# The task
Go through the following data and transcribe exactly the stretch of lines from the one holding "domain to credential" to the one holding "for (domain, credential)", both included.

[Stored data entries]
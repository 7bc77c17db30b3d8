//! Utility functions for randomly generating datasets

use mlkit::Dataset;
use ndarray::{s, Array, Array1, Array2, ArrayBase, Data, Ix1, Ix2};
use ndarray_rand::{
    rand::Rng,
    rand_distr::{Distribution, StandardNormal},
    RandomExt,
};

/// Special case of `blobs_with_distribution` with a standard normal distribution.
pub fn blobs(
    blob_size: usize,
    blob_centroids: &ArrayBase<impl Data<Elem = f64>, Ix2>,
    rng: &mut impl Rng,
) -> Array2<f64> {
    blobs_with_distribution(blob_size, blob_centroids, StandardNormal, rng)
}

/// Given an input matrix `blob_centroids`, with shape `(n_blobs, n_features)`,
/// generate `blob_size` data points (a "blob") around each of the blob centroids.
///
/// More specifically, each blob is formed by `blob_size` points sampled from a distribution
/// centered in the blob centroid. The points of blob `i` occupy the rows
/// `i * blob_size..(i + 1) * blob_size`.
pub fn blobs_with_distribution(
    blob_size: usize,
    blob_centroids: &ArrayBase<impl Data<Elem = f64>, Ix2>,
    distribution: impl Distribution<f64> + Clone,
    rng: &mut impl Rng,
) -> Array2<f64> {
    let (n_centroids, n_features) = blob_centroids.dim();
    let mut blobs: Array2<f64> = Array2::zeros((n_centroids * blob_size, n_features));

    for (blob_index, blob_centroid) in blob_centroids.rows().into_iter().enumerate() {
        let blob = make_blob(blob_size, &blob_centroid, distribution.clone(), rng);

        let indexes = s![blob_index * blob_size..(blob_index + 1) * blob_size, ..];
        blobs.slice_mut(indexes).assign(&blob);
    }
    blobs
}

/// Like [`blobs`], but every point is labelled with the index of its centroid
///
/// A quick way to build a classification problem whose difficulty is controlled by the distance
/// between the centroids.
pub fn labelled_blobs(
    blob_size: usize,
    blob_centroids: &ArrayBase<impl Data<Elem = f64>, Ix2>,
    rng: &mut impl Rng,
) -> Dataset<f64, usize> {
    let records = blobs(blob_size, blob_centroids, rng);
    let targets = Array1::from_shape_fn(records.nrows(), |idx| idx / blob_size.max(1));

    Dataset::new(records, targets)
}

/// Generate `blob_size` data points (a "blob") around `blob_centroid` using the given distribution.
fn make_blob(
    blob_size: usize,
    blob_centroid: &ArrayBase<impl Data<Elem = f64>, Ix1>,
    distribution: impl Distribution<f64>,
    rng: &mut impl Rng,
) -> Array2<f64> {
    let shape = (blob_size, blob_centroid.len());
    let origin_blob: Array2<f64> = Array::random_using(shape, distribution, rng);
    origin_blob + blob_centroid
}
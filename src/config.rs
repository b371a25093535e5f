//! Client configuration and its defaults

use crate::{auth::CredentialStore, error::*};
use directories::BaseDirs;
use std::{path::*, time::Duration};

/// containerd namespace images are pulled into
pub const DEFAULT_NAMESPACE: &str = "regclient";

/// containerd gRPC socket
pub const DEFAULT_CONTAINERD_SOCKET: &str = "/run/containerd/containerd.sock";

/// Directory overriding `~/.docker`, as honored by the docker CLI
pub const DOCKER_CONFIG_ENV: &str = "DOCKER_CONFIG";

/// Path of docker's `config.json`
pub fn docker_config_path() -> Result<PathBuf> {
    if let Some(dir) = std::env::var_os(DOCKER_CONFIG_ENV) {
        return Ok(PathBuf::from(dir).join("config.json"));
    }
    let dirs = BaseDirs::new().ok_or(Error::NoValidHomeDirectory)?;
    Ok(dirs.home_dir().join(".docker/config.json"))
}

/// Settings of the HTTP transport shared by all registry requests
///
/// Connections are kept alive in ureq's pool, which holds at most
/// `max_idle_connections` idle connections and evicts the oldest first.
/// ureq has no idle lifetime of its own, nor a timeout dedicated to the TLS
/// handshake; the handshake is bounded by `io_timeout`.
#[derive(Debug, Clone, PartialEq, Eq)]
pub struct TransportConfig {
    /// TCP connect timeout
    pub connect_timeout: Duration,
    /// Timeout of each socket read and write, which also bounds the TLS handshake
    pub io_timeout: Duration,
    /// Idle keep-alive connections kept in the pool, over all hosts
    pub max_idle_connections: usize,
    /// Idle keep-alive connections kept in the pool for a single host
    pub max_idle_connections_per_host: usize,
    /// Skip TLS certificate verification, for registries with self-signed certificates
    pub accept_invalid_certs: bool,
    /// Honor `HTTPS_PROXY` and friends
    pub proxy_from_env: bool,
    pub user_agent: String,
}

impl Default for TransportConfig {
    fn default() -> Self {
        TransportConfig {
            connect_timeout: Duration::from_secs(5),
            io_timeout: Duration::from_secs(10),
            max_idle_connections: 100,
            max_idle_connections_per_host: 10,
            accept_invalid_certs: false,
            proxy_from_env: true,
            user_agent: format!("regclient/{}", env!("CARGO_PKG_VERSION")),
        }
    }
}

/// Everything a backend is constructed from
///
/// Built by [`crate::ClientBuilder`], immutable once handed to a backend.
#[derive(Debug, Clone)]
pub struct ClientConfig {
    pub transport: TransportConfig,
    /// Explicit credentials while building, merged with the credential file afterwards
    pub credentials: CredentialStore,
    /// docker `config.json` to read credentials from, `None` disables it
    pub config_file: Option<PathBuf>,
    pub containerd_socket: PathBuf,
    pub namespace: String,
}

impl Default for ClientConfig {
    fn default() -> Self {
        let config_file = match docker_config_path() {
            Ok(path) => Some(path),
            Err(e) => {
                log::warn!("{}", e);
                None
            }
        };
        ClientConfig {
            transport: TransportConfig::default(),
            credentials: CredentialStore::default(),
            config_file,
            containerd_socket: PathBuf::from(DEFAULT_CONTAINERD_SOCKET),
            namespace: DEFAULT_NAMESPACE.to_string(),
        }
    }
}
//! Registry credentials, from explicit overrides and docker's `config.json`

use crate::{error::*, reference::Domain};
use serde::Deserialize;
use std::{
    collections::{BTreeMap, HashMap},
    fs,
    path::Path,
};

/// Username and password for one registry
///
/// Empty strings mean "no credential", see [`Credential::is_empty`].
#[derive(Clone, Default, PartialEq, Eq)]
pub struct Credential {
    pub username: String,
    pub password: String,
}

impl std::fmt::Debug for Credential {
    fn fmt(&self, f: &mut std::fmt::Formatter<'_>) -> std::fmt::Result {
        f.debug_struct("Credential")
            .field("username", &self.username)
            .field("password", &"<redacted>")
            .finish()
    }
}

impl Credential {
    pub fn new(username: &str, password: &str) -> Self {
        Credential {
            username: username.to_string(),
            password: password.to_string(),
        }
    }

    /// A credential is only usable when both parts are given
    pub fn is_empty(&self) -> bool {
        self.username.is_empty() || self.password.is_empty()
    }

    /// Decode `base64("user:password")` as stored in the `auth` field of docker's `config.json`
    ///
    /// The decoded string must contain exactly one `:`.
    pub fn decode(octet: &str) -> Result<Self> {
        let buf = base64::decode(octet)
            .map_err(|e| Error::InvalidCredential(format!("undecodable base64: {}", e)))?;
        let decoded = String::from_utf8(buf)
            .map_err(|_| Error::InvalidCredential("not a UTF-8 string".to_string()))?;
        let mut iter = decoded.split(':');
        match (iter.next(), iter.next(), iter.next()) {
            (Some(username), Some(password), None) => Ok(Credential::new(username, password)),
            _ => Err(Error::InvalidCredential(
                "expected exactly one `:` between username and password".to_string(),
            )),
        }
    }

    /// Inverse of [`Credential::decode`], also the payload of a `Basic` authorization header
    pub fn encode(&self) -> String {
        base64::encode(format!("{}:{}", self.username, self.password))
    }
}

/// Mapping from registry domain to credential
///
/// Filled while a client is built and read-only afterwards.
#[derive(Debug, Clone, Default, PartialEq, Eq)]
pub struct CredentialStore {
    auths: HashMap<Domain, Credential>,
}

impl CredentialStore {
    /// Usable credential for `domain`, if any
    pub fn get(&self, domain: &Domain) -> Option<&Credential> {
        self.auths.get(domain).filter(|c| !c.is_empty())
    }

    pub fn len(&self) -> usize {
        self.auths.len()
    }

    pub fn is_empty(&self) -> bool {
        self.auths.is_empty()
    }

    pub fn domains(&self) -> impl Iterator<Item = &Domain> {
        self.auths.keys()
    }

    /// Last insert for a domain wins
    pub(crate) fn insert(&mut self, domain: Domain, credential: Credential) {
        self.auths.insert(domain, credential);
    }

    /// Take entries of `other` for domains without a usable credential yet
    pub(crate) fn merge_missing(&mut self, other: Self) {
        for (domain, credential) in other.auths.into_iter() {
            if self.get(&domain).is_some() {
                log::debug!("Keep explicit credential for {} over credential file", domain);
                continue;
            }
            self.auths.insert(domain, credential);
        }
    }

    /// Load the `auths` table of docker's `config.json`
    ///
    /// A missing file is an empty store. Everything else that goes wrong is
    /// reported in the returned diagnostics, and only drops the entry it concerns
    /// (or every entry, if the file itself is not valid JSON).
    pub fn from_docker_config(path: &Path) -> (Self, Vec<Error>) {
        let mut store = Self::default();
        let mut diagnostics = Vec::new();
        if !path.is_file() {
            log::debug!("No credential file at {}", path.display());
            return (store, diagnostics);
        }

        let diagnostic = |key: &str, reason: String| {
            let err = Error::ConfigParse {
                path: path.to_owned(),
                key: key.to_string(),
                reason,
            };
            log::warn!("{}", err);
            err
        };

        let config = match fs::read_to_string(path)
            .map_err(|e| e.to_string())
            .and_then(|s| serde_json::from_str::<DockerConfig>(&s).map_err(|e| e.to_string()))
        {
            Ok(config) => config,
            Err(reason) => {
                diagnostics.push(diagnostic("", reason));
                return (store, diagnostics);
            }
        };

        for (key, value) in config.auths.into_iter() {
            let domain = match Domain::from_server_key(&key) {
                Ok(domain) => domain,
                Err(e) => {
                    diagnostics.push(diagnostic(&key, e.to_string()));
                    continue;
                }
            };
            let entry = match serde_json::from_value::<AuthEntry>(value) {
                Ok(entry) => entry,
                Err(e) => {
                    diagnostics.push(diagnostic(&key, e.to_string()));
                    continue;
                }
            };
            if entry.auth.is_empty() {
                // e.g. entries managed by a credential helper
                log::debug!("No inline auth for {} in {}", key, path.display());
                continue;
            }
            match Credential::decode(&entry.auth) {
                Ok(credential) => store.insert(domain, credential),
                Err(e) => diagnostics.push(diagnostic(&key, e.to_string())),
            }
        }
        (store, diagnostics)
    }
}

/// Subset of docker's `config.json`
#[derive(Debug, Deserialize)]
struct DockerConfig {
    // Sorted, so that duplicated domains resolve the same way on every load
    #[serde(default)]
    auths: BTreeMap<String, serde_json::Value>,
}

#[derive(Debug, Deserialize)]
struct AuthEntry {
    #[serde(default)]
    auth: String,
}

# Solution for this task
/// Mapping from registry domain to credential
///
/// Filled while a client is built and read-only afterwards.
#[derive(Debug, Clone, Default, PartialEq, Eq)]
pub struct CredentialStore {
    auths: HashMap<Domain, Credential>,
}

impl CredentialStore {
    /// Usable credential for `domain`, if any
    pub fn get(&self, domain: &Domain) -> Option<&Credential> {
        self.auths.get(domain).filter(|c| !c.is_empty())
    }

    pub fn len(&self) -> usize {
        self.auths.len()
    }

    pub fn is_empty(&self) -> bool {
        self.auths.is_empty()
    }

    pub fn domains(&self) -> impl Iterator<Item = &Domain> {
        self.auths.keys()
    }

    /// Last insert for a domain wins
    pub(crate) fn insert(&mut self, domain: Domain, credential: Credential) {
        self.auths.insert(domain, credential);
    }

    /// Take entries of `other` for domains without a usable credential yet
    pub(crate) fn merge_missing(&mut self, other: Self) {
        for (domain, credential) in other.auths.into_iter() {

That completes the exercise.